Yes, Microsoft, Yahoo, and Google are probably those vendors. Yes, the component providers probably hook into their platforms as the primary vehicle for monetizing their wares. However, without the same level of control over distribution that the old world enjoyed (not to mention the proliferation of open APIs and data formats), the big guys will have to coexist with the little guys.

The platform vendors will compete by providing the most compelling incentive to the component providers. In old world terms, the platform with the most ISVs will win. This bodes very well indeed for innovation in the new “Web 2.0” world. Above all, the days of the platform vendors integrating all the components into the platform to the exclusion of independent providers have come and gone.

Thankfully.

2 comments on ““Small pieces loosely joined” and Web 2.0

  1. michael

    It’s folly to think the “avenues” will remain open for long.

    All three companies sole purpose is to generate profits.

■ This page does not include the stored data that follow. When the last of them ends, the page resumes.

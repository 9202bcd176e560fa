//! Seed descriptors and AI song suggestions

use serde::{Deserialize, Serialize};

use crate::models::Track;

/// The reference song a recommendation request is built around.
///
/// Built once from the resolved seed track and immutable afterwards.
#[derive(Debug, Clone, Serialize, Deserialize)]
pub struct SeedDescriptor {
    /// Seed track title as resolved on the catalog
    pub title: String,
    /// Seed artist names, in credit order
    pub artists: Vec<String>,
    /// Seed genre, when the catalog exposes one
    pub genre: Option<String>,
}

impl SeedDescriptor {
    /// Build a descriptor from a resolved catalog track.
    ///
    /// Genre is taken from the first two album genres when present; most
    /// catalog search payloads omit them, so this is usually `None`.
    pub fn from_track(track: &Track) -> Self {
        let genre = track.album.as_ref().and_then(|album| {
            if album.genres.is_empty() {
                None
            } else {
                Some(album.genres.iter().take(2).cloned().collect::<Vec<_>>().join(", "))
            }
        });

        Self {
            title: track.name.clone(),
            artists: track.artist_names(),
            genre,
        }
    }

    /// Artist names joined for prompts and logs.
    pub fn artist_display(&self) -> String {
        self.artists.join(", ")
    }
}

/// One song suggestion produced by the suggester.
#[derive(Debug, Clone, Serialize, Deserialize)]
pub struct SongSuggestion {
    /// Suggested song title
    pub title: String,
    /// Suggested artist names; may be empty when the suggester omits them
    #[serde(default)]
    pub artists: Vec<String>,
    /// Genre label the suggester assigned
    #[serde(default)]
    pub genre: Option<String>,
    /// One-line reasoning for the suggestion
    #[serde(default)]
    pub reason: Option<String>,
}
//! Catalog client capability
//!
//! The resolver and recommender consume the catalog through this trait so
//! tests can substitute fakes and the production client stays swappable.

use async_trait::async_trait;
use thiserror::Error;

use crate::models::{Device, Track};

/// Catalog client errors.
#[derive(Debug, Error)]
pub enum CatalogError {
    #[error("Network error: {0}")]
    Network(String),

    #[error("Rate limit exceeded")]
    RateLimited,

    #[error("API error {0}: {1}")]
    Api(u16, String),

    #[error("Parse error: {0}")]
    Parse(String),
}

/// Search, queue, and device operations against a music catalog.
///
/// Calls are stateless; implementations are shared behind `Arc` across a
/// whole recommendation request.
#[async_trait]
pub trait CatalogClient: Send + Sync {
    /// Search for tracks matching `query`, returning at most `limit`
    /// candidates in catalog ranking order.
    async fn search_tracks(&self, query: &str, limit: u32) -> Result<Vec<Track>, CatalogError>;

    /// Append a track to the listener's playback queue.
    async fn add_to_queue(&self, uri: &str) -> Result<(), CatalogError>;

    /// List the playback devices known to the listener's account.
    async fn list_devices(&self) -> Result<Vec<Device>, CatalogError>;
}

For now, they keep the tools to access their avenues open and can generate sufficient profits this way.

    Later, when cosumers get used to having some free service and can’t live without it, they start charging for that service. When the company’s profits aren’t sufficient, they will charge for the tools that generate those profits. Rinse, Repeat.

    There is zero incentive for the avenues to keep their developer tools free for long. In fact, there’s a DISincentive. There’s no profit in free.

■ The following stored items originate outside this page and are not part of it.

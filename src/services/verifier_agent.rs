//! Gemini-backed verifier agent
//!
//! Judges resolved recommendations against the seed. Every internal failure
//! (network, malformed verdict, short batch) degrades to the permissive
//! default verdict instead of erroring, so a verifier outage can never block
//! unrelated suggestions.

use async_trait::async_trait;
use serde_json::Value;

use crate::models::{SeedDescriptor, SongSuggestion, Track, VerificationResult};
use crate::services::gemini_client::{extract_json_object, GeminiClient, GenerationConfig};
use crate::services::verifier::Verifier;

const SYSTEM_PROMPT: &str = "\
You are a music quality verifier. Decide whether a recommended song is truly\n\
a good match for the seed song.\n\
\n\
Evaluation criteria:\n\
1. Artist match (30%): same artist or a closely related artist in the scene.\n\
2. Genre/culture match (30%): same genre and cultural context; never accept\n\
   a different language or regional tradition than the seed.\n\
3. Energy/vibe match (20%): similar energy, tempo, and mood.\n\
4. Popularity/quality (10%): a well-known, high-quality track.\n\
5. Sonic coherence (10%): would flow well after the seed in a playlist.\n\
\n\
Respond with valid JSON ONLY:\n\
{\n\
  \"is_valid\": true or false,\n\
  \"confidence_score\": 0.0 to 1.0,\n\
  \"reason\": \"one sentence explaining the verdict\"\n\
}";

const BATCH_TASK: &str = "\
**Task:** Verify ALL songs above in a single response. Return JSON with one\n\
verification per song, IN ORDER:\n\
{\n\
  \"verifications\": [\n\
    {\"song_number\": 1, \"is_valid\": true, \"confidence_score\": 0.95, \"reason\": \"...\"},\n\
    {\"song_number\": 2, \"is_valid\": false, \"confidence_score\": 0.3, \"reason\": \"...\"}\n\
  ]\n\
}\n\
Return ONLY valid JSON.";

/// [`Verifier`] implementation over the Gemini API.
pub struct VerifierAgent {
    client: GeminiClient,
    config: GenerationConfig,
}

impl VerifierAgent {
    pub fn new(client: GeminiClient) -> Self {
        Self {
            client,
            config: GenerationConfig::verification(),
        }
    }

    fn seed_block(seed: &SeedDescriptor) -> String {
        let mut block = format!(
            "**Seed Song:**\n- Title: {}\n- Artist: {}\n",
            seed.title,
            seed.artist_display()
        );
        if let Some(genre) = &seed.genre {
            block.push_str(&format!("- Genre: {}\n", genre));
        }
        block
    }

    fn pair_block(suggestion: &SongSuggestion, track: &Track) -> String {
        format!(
            "- Title: {}\n- Artist: {}\n- Genre: {}\n- AI Reason: {}\n- Catalog Artist: {}\n- Catalog Popularity: {}/100\n",
            suggestion.title,
            suggestion.artists.join(", "),
            suggestion.genre.as_deref().unwrap_or("N/A"),
            suggestion.reason.as_deref().unwrap_or("N/A"),
            track.artist_display(),
            track.popularity,
        )
    }

    fn build_single_prompt(
        seed: &SeedDescriptor,
        suggestion: &SongSuggestion,
        track: &Track,
    ) -> String {
        format!(
            "{}\n**Recommended Song:**\n{}\n**Question:** Is this recommended song a valid match for the seed song?",
            Self::seed_block(seed),
            Self::pair_block(suggestion, track),
        )
    }

    fn build_batch_prompt(seed: &SeedDescriptor, pairs: &[(SongSuggestion, Track)]) -> String {
        let mut prompt = Self::seed_block(seed);
        prompt.push_str("\n**Recommended Songs to Verify:**\n\n");
        for (idx, (suggestion, track)) in pairs.iter().enumerate() {
            prompt.push_str(&format!(
                "{}. {}\n{}\n",
                idx + 1,
                suggestion.title,
                Self::pair_block(suggestion, track),
            ));
        }
        prompt.push_str(BATCH_TASK);
        prompt
    }

    fn parse_single_verdict(raw_text: &str) -> Option<VerificationResult> {
        let value = extract_json_object(raw_text).ok()?;
        Some(verdict_from_value(&value))
    }

    /// Parse a batch verdict array, defaulting each absent or malformed slot.
    fn parse_batch_verdicts(raw_text: &str, expected: usize) -> Vec<VerificationResult> {
        let verifications = extract_json_object(raw_text)
            .ok()
            .and_then(|value| value.get("verifications").cloned())
            .and_then(|v| v.as_array().cloned())
            .unwrap_or_default();

        (0..expected)
            .map(|i| match verifications.get(i) {
                Some(entry) => verdict_from_value(entry),
                None => VerificationResult::missing(),
            })
            .collect()
    }
}

/// Build a verdict from a JSON object, filling absent fields permissively.
fn verdict_from_value(value: &Value) -> VerificationResult {
    VerificationResult {
        is_valid: value.get("is_valid").and_then(Value::as_bool).unwrap_or(true),
        confidence_score: value
            .get("confidence_score")
            .and_then(Value::as_f64)
            .unwrap_or(0.5),
        reason: value
            .get("reason")
            .and_then(Value::as_str)
            .unwrap_or("Verified")
            .to_string(),
    }
}

#[async_trait]
impl Verifier for VerifierAgent {
    async fn verify(
        &self,
        seed: &SeedDescriptor,
        suggestion: &SongSuggestion,
        track: &Track,
    ) -> VerificationResult {
        let user_prompt = Self::build_single_prompt(seed, suggestion, track);

        match self.client.generate(SYSTEM_PROMPT, &user_prompt, self.config).await {
            Ok(raw_text) => Self::parse_single_verdict(&raw_text).unwrap_or_else(|| {
                tracing::warn!(
                    suggestion = %suggestion.title,
                    "Verifier returned no parseable verdict, using permissive default"
                );
                VerificationResult::permissive("Unparseable verification response")
            }),
            Err(e) => {
                tracing::warn!(
                    suggestion = %suggestion.title,
                    error = %e,
                    "Verification failed, using permissive default"
                );
                VerificationResult::permissive(format!("Verification error: {}", e))
            }
        }
    }

    async fn verify_batch(
        &self,
        seed: &SeedDescriptor,
        pairs: &[(SongSuggestion, Track)],
    ) -> Vec<VerificationResult> {
        if pairs.is_empty() {
            return Vec::new();
        }

        let user_prompt = Self::build_batch_prompt(seed, pairs);

        tracing::info!(pairs = pairs.len(), "Running batch verification");

        match self.client.generate(SYSTEM_PROMPT, &user_prompt, self.config).await {
            Ok(raw_text) => Self::parse_batch_verdicts(&raw_text, pairs.len()),
            Err(e) => {
                tracing::warn!(error = %e, "Batch verification failed, using permissive defaults");
                pairs
                    .iter()
                    .map(|_| VerificationResult::permissive(format!("Verification error: {}", e)))
                    .collect()
            }
        }
    }
}
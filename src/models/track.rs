//! Catalog track and playback device records
//!
//! These mirror the subset of the catalog's track object that resolution and
//! queueing actually read. The catalog client owns the full wire format;
//! everything else in the crate treats a [`Track`] as read-only.

use serde::{Deserialize, Serialize};

/// A track returned by a catalog search.
#[derive(Debug, Clone, Serialize, Deserialize)]
pub struct Track {
    /// Catalog track id
    pub id: String,
    /// Track title
    pub name: String,
    /// Credited artists, in catalog order
    pub artists: Vec<ArtistRef>,
    /// Catalog popularity, 0-100
    #[serde(default)]
    pub popularity: u32,
    /// Playable URI, used for queue insertion
    pub uri: String,
    /// Containing album, when the catalog provides one
    #[serde(default)]
    pub album: Option<AlbumRef>,
}

impl Track {
    /// Artist names in credit order.
    pub fn artist_names(&self) -> Vec<String> {
        self.artists.iter().map(|a| a.name.clone()).collect()
    }

    /// Artist names joined for display ("A, B").
    pub fn artist_display(&self) -> String {
        self.artist_names().join(", ")
    }
}

/// An artist credit on a track.
#[derive(Debug, Clone, Serialize, Deserialize)]
pub struct ArtistRef {
    /// Artist name as credited
    pub name: String,
}

/// Album reference carried on a track.
#[derive(Debug, Clone, Serialize, Deserialize)]
pub struct AlbumRef {
    /// Album title
    #[serde(default)]
    pub name: String,
    /// Album genres, rarely populated by the catalog
    #[serde(default)]
    pub genres: Vec<String>,
}

/// A playback device known to the catalog account.
#[derive(Debug, Clone, Serialize, Deserialize)]
pub struct Device {
    /// Device id
    pub id: String,
    /// Human-readable device name
    pub name: String,
    /// Whether the catalog considers this device active
    #[serde(default)]
    pub is_active: bool,
}
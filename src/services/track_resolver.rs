//! Fuzzy track resolution
//!
//! Maps a free-form or AI-generated "title [by artist]" string to a concrete
//! catalog track. Queries run from most to least specific so a strong match
//! ends the search early; every candidate of every page is scored and the
//! best seen so far is carried as a fold accumulator across the whole call.

use std::sync::Arc;

use crate::config::ResolverConfig;
use crate::matching::freeform::parse_title_and_artists;
use crate::matching::scorer::MatchScorer;
use crate::models::Track;
use crate::services::catalog::CatalogClient;

/// Best candidate seen so far across all queries of one resolve call.
#[derive(Debug, Default)]
struct BestCandidate {
    track: Option<Track>,
    score: f64,
}

impl BestCandidate {
    fn consider(&mut self, track: &Track, score: f64) {
        if score > self.score {
            self.track = Some(track.clone());
            self.score = score;
        }
    }
}

/// Resolves noisy title/artist strings against the catalog.
pub struct TrackResolver {
    catalog: Arc<dyn CatalogClient>,
    scorer: MatchScorer,
    config: ResolverConfig,
}

impl TrackResolver {
    pub fn new(catalog: Arc<dyn CatalogClient>, config: ResolverConfig) -> Self {
        Self {
            catalog,
            scorer: MatchScorer::new(config.weights),
            config,
        }
    }

    /// Resolve `title_or_freeform` to the best-matching catalog track.
    ///
    /// Caller-supplied `artists` take precedence over artists parsed out of
    /// the freeform string. Returns `None` when no candidate reaches the
    /// accept threshold; catalog search errors are absorbed as empty result
    /// sets after the per-query retry budget.
    pub async fn resolve(&self, title_or_freeform: &str, artists: Option<&[String]>) -> Option<Track> {
        let (title, parsed_artists) = parse_title_and_artists(title_or_freeform);

        let effective_artists: Option<Vec<String>> = match artists {
            Some(list) if !list.is_empty() => Some(list.to_vec()),
            _ => parsed_artists,
        };

        let queries = build_queries(&title, effective_artists.as_deref());

        let mut best = BestCandidate::default();

        for query in &queries {
            let tracks = self.search_with_retries(query).await;

            for track in &tracks {
                let score = self
                    .scorer
                    .score(&title, effective_artists.as_deref(), track);
                best.consider(track, score);
            }

            if best.score >= self.config.early_exit_threshold {
                tracing::debug!(
                    title = %title,
                    query = %query,
                    score = best.score,
                    "Early exit on strong match"
                );
                return best.track;
            }
        }

        if best.score >= self.config.accept_threshold {
            tracing::debug!(
                title = %title,
                score = best.score,
                matched = ?best.track.as_ref().map(|t| t.name.as_str()),
                "Accepted best candidate"
            );
            best.track
        } else {
            tracing::info!(
                title = %title,
                best_score = best.score,
                "No acceptable catalog match"
            );
            None
        }
    }

    /// Run one query with the bounded retry budget.
    ///
    /// Moves on as soon as one attempt succeeds; a failed attempt waits out
    /// the backoff before retrying, and exhausting the budget yields an
    /// empty result set rather than an error.
    async fn search_with_retries(&self, query: &str) -> Vec<Track> {
        let retry = self.config.retry;

        for attempt in 1..=retry.max_attempts {
            match self
                .catalog
                .search_tracks(query, self.config.page_size)
                .await
            {
                Ok(tracks) => return tracks,
                Err(e) => {
                    tracing::warn!(
                        query = %query,
                        attempt,
                        error = %e,
                        "Catalog search failed"
                    );
                    if attempt < retry.max_attempts {
                        tokio::time::sleep(retry.backoff()).await;
                    }
                }
            }
        }

        Vec::new()
    }
}

/// Ordered query list: one exact-phrase title+artist query per artist, then
/// an exact-phrase title query, then the raw title as the broadest fallback.
fn build_queries(title: &str, artists: Option<&[String]>) -> Vec<String> {
    let mut queries = Vec::new();

    if let Some(artists) = artists {
        for artist in artists {
            queries.push(format!("track:\"{}\" artist:\"{}\"", title, artist));
        }
    }
    queries.push(format!("track:\"{}\"", title));
    queries.push(title.to_string());

    queries
}

#[cfg(test)]
mod tests {
    use super::*;

    #[test]
    fn query_order_is_specific_to_broad() {
        let artists = vec!["Guru Randhawa".to_string(), "Badshah".to_string()];
        let queries = build_queries("Lahore", Some(&artists));

        assert_eq!(
            queries,
            vec![
                "track:\"Lahore\" artist:\"Guru Randhawa\"".to_string(),
                "track:\"Lahore\" artist:\"Badshah\"".to_string(),
                "track:\"Lahore\"".to_string(),
                "Lahore".to_string(),
            ]
        );
    }

    #[test]
    fn no_artists_yields_title_queries_only() {
        let queries = build_queries("Lahore", None);
        assert_eq!(
            queries,
            vec!["track:\"Lahore\"".to_string(), "Lahore".to_string()]
        );
    }

    #[test]
    fn best_candidate_keeps_highest_score() {
        let mut best = BestCandidate::default();
        let track_a = Track {
            id: "a".into(),
            name: "A".into(),
            artists: vec![],
            popularity: 0,
            uri: "catalog:track:a".into(),
            album: None,
        };
        let mut track_b = track_a.clone();
        track_b.id = "b".into();

        best.consider(&track_a, 0.5);
        best.consider(&track_b, 0.4);
        assert_eq!(best.track.as_ref().unwrap().id, "a");
        assert_eq!(best.score, 0.5);

        best.consider(&track_b, 0.6);
        assert_eq!(best.track.as_ref().unwrap().id, "b");
    }
}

    Now, you may say, yeah but these are open standards. They may be, but just as Microsoft has done repeatedly, simply extend and extinguish.

    There’s no assurance that profits will continue to come to the avenue owners with little-guy innovators in the market. So, using various legal methods to ensure a steady profit stream eliminating innovators will be another thing that the avenue owners actively pursue.

    This is dark stuff, but ultimately will come true. History has shown us time and again, there is no such thing as a free market. Most tiny markets start out “free-ish” they don’t stay that way for long.

  2. Ian Murdock Post author

    Michael,

    Two or three years ago, I’d have agreed with you. However, the world has changed pretty fundamentally in the past few years. In this case, I don’t think the “big three” will have much choice but to keep their APIs open. If history is any indication, the leader at any given time will be the one with the greatest incentive to solidify and extend its leadership position with a traditional platform lock in play. However, the minute it moves in this direction, one or both of the other two will see open APIs as a competitive weapon. The fact that the distribution channels are wide open this time around is the big change. There can be no monopoly in the web world based on tightly controlling distribution. Furthermore, after finally freeing itself from the grip of the last monopoly, my sense is that the market is greatly attuned to the importance of open standards. Obviously, the big three will want to promote “stickiness”, but they’ll have to do it by actually competing on *value* and *continued innovation*. The big winners will be us, the users. That’s not to say there aren’t threats. The real threats are decommoditization at the lower levels of the software stack and data getting locked up in vendor specific silos. We have to keep our eyes on these things. But proprietary APIs at the top layer of the stack as a means to lock in users are a thing of the past, at least in my view.